[Data extracted from a collection]

impl<T: PartialEq> QuadTree<T> {
    /// Creates an empty root covering the rectangle centered at `center` with
    /// the given full extents.
    ///
    /// # Errors
    ///
    /// Returns `InvalidCapacity` if `max_elements_per_leaf` is zero and
    /// `InvalidDimensions` if an extent is not strictly positive and finite.
    ///
    /// # Examples
    ///
    /// ```
    /// use rs_quadtree::index::QuadTree;
    /// use rs_quadtree::models::Point;
    /// use rs_quadtree::utils::QuadTreeError;
    ///
    /// let tree: QuadTree<u32> = QuadTree::new(5, Point::new(0.0, 0.0), 100.0, 50.0).unwrap();
    /// assert_eq!(tree.depth(), 0);
    /// assert!(tree.is_empty());
    ///
    /// let invalid = QuadTree::<u32>::new(0, Point::new(0.0, 0.0), 100.0, 50.0);
    /// assert_eq!(invalid.err(), Some(QuadTreeError::InvalidCapacity));
    /// ```
    pub fn new(
        max_elements_per_leaf: usize,
        center: Point,
        width: f64,
        height: f64,
    ) -> Result<Self, QuadTreeError> {
        let config = QuadTreeConfig::new(Some(max_elements_per_leaf), None);
        Self::with_config(config, center, width, height, 0)
    }

    /// Creates an empty node with explicit subdivision settings and depth.
    pub fn with_config(
        config: QuadTreeConfig,
        center: Point,
        width: f64,
        height: f64,
        depth: usize,
    ) -> Result<Self, QuadTreeError> {
        config.validate()?;
        if !center.is_finite() || !width.is_finite() || !height.is_finite() || width <= 0.0 || height <= 0.0 {
            return Err(QuadTreeError::InvalidDimensions);
        }
        Ok(Self::empty(config, center, width, height, depth))
    }

    fn empty(config: QuadTreeConfig, center: Point, width: f64, height: f64, depth: usize) -> Self {
        QuadTree {
            config,
            center,
            width,
            height,
            depth,
            number_of_elements: 0,
            gravity_center: Point::ORIGIN,
            cell: Cell::empty_leaf(),
        }
    }

    /// Inserts `object` at `point`.
    ///
    /// Returns `false`, without touching the tree, if `point` lies outside
    /// this node's rectangle. A leaf that ends up holding more than the
    /// per-leaf cap is split unless it already sits at the depth cap.
    ///
    /// # Examples
    ///
    /// ```
    /// use rs_quadtree::index::QuadTree;
    /// use rs_quadtree::models::Point;
    ///
    /// let mut tree = QuadTree::new(32, Point::new(0.0, 0.0), 2e9, 2e9).unwrap();
    /// assert!(!tree.insert(Point::new(-2e9, -2e9), 91));
    /// assert_eq!(tree.len(), 0);
    /// assert!(tree.insert(Point::new(1.0, 1.0), 91));
    /// assert_eq!(tree.len(), 1);
    /// ```
    pub fn insert(&mut self, point: Point, object: T) -> bool {
        if !self.contains(&point) {
            debug!("rejected insertion at {} outside cell {} ({} x {})", point, self.center, self.width, self.height);
            return false;
        }
        self.insert_within(point, object);
        true
    }

    /// Insertion once `point` is known to belong to this node.
    fn insert_within(&mut self, point: Point, object: T) {
        let quadrant = Quadrant::classify(&point, &self.center);
        match &mut self.cell {
            Cell::Leaf { points, objects } => {
                points.push(point);
                objects.push(object);
            }
            Cell::Internal { .. } => {
                if let Some(child) = self.child_or_create(quadrant) {
                    child.insert_within(point, object);
                }
            }
        }
        self.recompute_aggregate();
        self.split_if_overcrowded();
    }

    fn split_if_overcrowded(&mut self) {
        let Cell::Leaf { points, .. } = &self.cell else {
            return;
        };
        if points.len() <= self.config.max_elements_per_leaf {
            return;
        }
        if self.depth >= self.config.max_depth {
            if points.len() == self.config.max_elements_per_leaf + 1 {
                warn!(
                    "leaf at {} reached the depth cap ({}) and keeps {} elements",
                    self.center, self.config.max_depth, points.len()
                );
            }
            return;
        }
        self.split();
    }

    /// Turns this leaf into an internal node, moving every stored pair into
    /// the child of its quadrant. Only quadrants that receive a pair are
    /// materialised.
    fn split(&mut self) {
        let empty_internal = Cell::Internal { children: [None, None, None, None] };
        match std::mem::replace(&mut self.cell, empty_internal) {
            Cell::Leaf { points, objects } => {
                trace!("splitting cell {} at depth {} ({} elements)", self.center, self.depth, points.len());
                for (point, object) in points.into_iter().zip(objects) {
                    let quadrant = Quadrant::classify(&point, &self.center);
                    if let Some(child) = self.child_or_create(quadrant) {
                        child.insert_within(point, object);
                    }
                }
                self.recompute_aggregate();
            }
            internal => self.cell = internal,
        }
    }

    /// The child of `quadrant`, created on first use. `None` on a leaf.
    fn child_or_create(&mut self, quadrant: Quadrant) -> Option<&mut QuadTree<T>> {
        let config = self.config;
        let child_center = quadrant.child_center(&self.center, self.width, self.height);
        let (width, height, depth) = (self.width / 2.0, self.height / 2.0, self.depth + 1);
        match &mut self.cell {
            Cell::Leaf { .. } => None,
            Cell::Internal { children } => Some(
                &mut **children[quadrant.index()]
                    .get_or_insert_with(|| Box::new(QuadTree::empty(config, child_center, width, height, depth))),
            ),
        }
    }

    fn child_mut(&mut self, quadrant: Quadrant) -> Option<&mut QuadTree<T>> {
        match &mut self.cell {
            Cell::Leaf { .. } => None,
            Cell::Internal { children } => children[quadrant.index()].as_deref_mut(),
        }
    }

    /// Removes the pair `(point, object)`.
    ///
    /// Returns `false`, without touching the tree, if no stored pair matches
    /// both the coordinate and the payload. Children left as empty leaves are
    /// pruned on the way back up.
    ///
    /// # Examples
    ///
    /// ```
    /// use rs_quadtree::index::QuadTree;
    /// use rs_quadtree::models::Point;
    ///
    /// let mut tree = QuadTree::new(4, Point::new(10.0, 10.0), 40.0, 40.0).unwrap();
    /// let p = Point::new(2.0, 2.0);
    ///
    /// assert!(!tree.remove(&p, &"a"));
    /// tree.insert(p, "a");
    /// assert!(tree.remove(&p, &"a"));
    /// assert!(!tree.remove(&p, &"a"));
    /// ```
    pub fn remove(&mut self, point: &Point, object: &T) -> bool {
        let quadrant = Quadrant::classify(point, &self.center);
        let removed = match &mut self.cell {
            Cell::Leaf { points, objects } => {
                let position = points
                    .iter()
                    .zip(objects.iter())
                    .position(|(p, o)| o == object && p == point);
                match position {
                    Some(i) => {
                        points.swap_remove(i);
                        objects.swap_remove(i);
                        true
                    }
                    None => false,
                }
            }
            Cell::Internal { .. } => match self.child_mut(quadrant) {
                Some(child) => child.remove(point, object),
                None => false,
            },
        };
        if removed {
            self.prune_empty_children();
            self.recompute_aggregate();
        }
        removed
    }

    /// Moves `object` from `old_point` to `new_point`.
    ///
    /// When both points classify into the same child the move is delegated to
    /// that child, ending in an in-place coordinate change at the leaf. When
    /// they fall into different children the pair is removed from one and
    /// inserted into the other.
    ///
    /// If the pair is not stored, `force_insertion` decides between inserting
    /// `object` at `new_point` (returns `true`) and failing (returns `false`
    /// with no mutation). A `new_point` outside this node's rectangle always
    /// fails without mutation.
    ///
    /// # Examples
    ///
    /// ```
    /// use rs_quadtree::index::QuadTree;
    /// use rs_quadtree::models::Point;
    ///
    /// let mut tree = QuadTree::new(4, Point::new(1000.0, 1000.0), 2000.0, 2000.0).unwrap();
    /// tree.insert(Point::new(0.0, 0.0), 0);
    ///
    /// assert!(tree.update(Point::new(0.0, 0.0), Point::new(1500.0, 1500.0), 0, false));
    /// assert_eq!(tree.query(&Point::new(1500.0, 1500.0), 0.0, 0.0), vec![&0]);
    ///
    /// // Unknown pair: only succeeds when insertion is forced.
    /// assert!(!tree.update(Point::new(3.0, 3.0), Point::new(4.0, 4.0), 7, false));
    /// assert!(tree.update(Point::new(3.0, 3.0), Point::new(4.0, 4.0), 7, true));
    /// assert_eq!(tree.len(), 2);
    /// ```
    pub fn update(&mut self, old_point: Point, new_point: Point, object: T, force_insertion: bool) -> bool {
        if !self.contains(&new_point) {
            debug!("rejected move to {} outside cell {}", new_point, self.center);
            return false;
        }
        self.update_within(old_point, new_point, object, force_insertion)
    }

    fn update_within(&mut self, old_point: Point, new_point: Point, object: T, force_insertion: bool) -> bool {
        if let Cell::Leaf { points, objects } = &mut self.cell {
            let position = points
                .iter()
                .zip(objects.iter())
                .position(|(p, o)| *o == object && *p == old_point);
            return match position {
                Some(i) => {
                    points[i] = new_point;
                    self.recompute_aggregate();
                    true
                }
                None if force_insertion => {
                    self.insert_within(new_point, object);
                    true
                }
                None => false,
            };
        }

        let old_quadrant = Quadrant::classify(&old_point, &self.center);
        let new_quadrant = Quadrant::classify(&new_point, &self.center);

        if self.child_mut(old_quadrant).is_none() {
            if !force_insertion {
                return false;
            }
            self.insert_within(new_point, object);
            return true;
        }

        let result = if old_quadrant == new_quadrant {
            match self.child_mut(old_quadrant) {
                Some(child) => child.update_within(old_point, new_point, object, force_insertion),
                None => false,
            }
        } else {
            let removed = self
                .child_mut(old_quadrant)
                .is_some_and(|child| child.remove(&old_point, &object));
            if removed || force_insertion {
                if let Some(child) = self.child_or_create(new_quadrant) {
                    child.insert_within(new_point, object);
                }
                true
            } else {
                false
            }
        };

        if result {
            self.prune_empty_children();
            self.recompute_aggregate();
        }
        result
    }

    /// Drops children that have become empty leaves. A node left without any
    /// child collapses back into an empty leaf.
    fn prune_empty_children(&mut self) {
        let Cell::Internal { children } = &mut self.cell else {
            return;
        };
        for slot in children.iter_mut() {
            if slot.as_ref().is_some_and(|child| child.is_empty_leaf()) {
                *slot = None;
            }
        }
        if children.iter().all(Option::is_none) {
            trace!("collapsing cell {} at depth {} into a leaf", self.center, self.depth);
            self.cell = Cell::empty_leaf();
        }
    }

    /// Recomputes the element count and the centroid of this node from its
    /// own points (leaf) or from its children's aggregates (internal).
    fn recompute_aggregate(&mut self) {
        let (sum, count) = match &self.cell {
            Cell::Leaf { points, .. } => {
                let sum = points.iter().fold(Point::ORIGIN, |acc, p| acc + *p);
                (sum, points.len())
            }
            Cell::Internal { children } => children
                .iter()
                .flatten()
                .fold((Point::ORIGIN, 0), |(sum, count), child| {
                    (sum + child.gravity_center * child.number_of_elements as f64, count + child.number_of_elements)
                }),
        };
        self.number_of_elements = count;
        self.gravity_center = sum.divide_by(count as f64);
    }
}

[What this task involves] Lines from the beginning of the data above through the line containing "is zero and" are to be returned exactly, and no others.

[Solution to the problem]
impl<T: PartialEq> QuadTree<T> {
    /// Creates an empty root covering the rectangle centered at `center` with
    /// the given full extents.
    ///
    /// # Errors
    ///
    /// Returns `InvalidCapacity` if `max_elements_per_leaf` is zero and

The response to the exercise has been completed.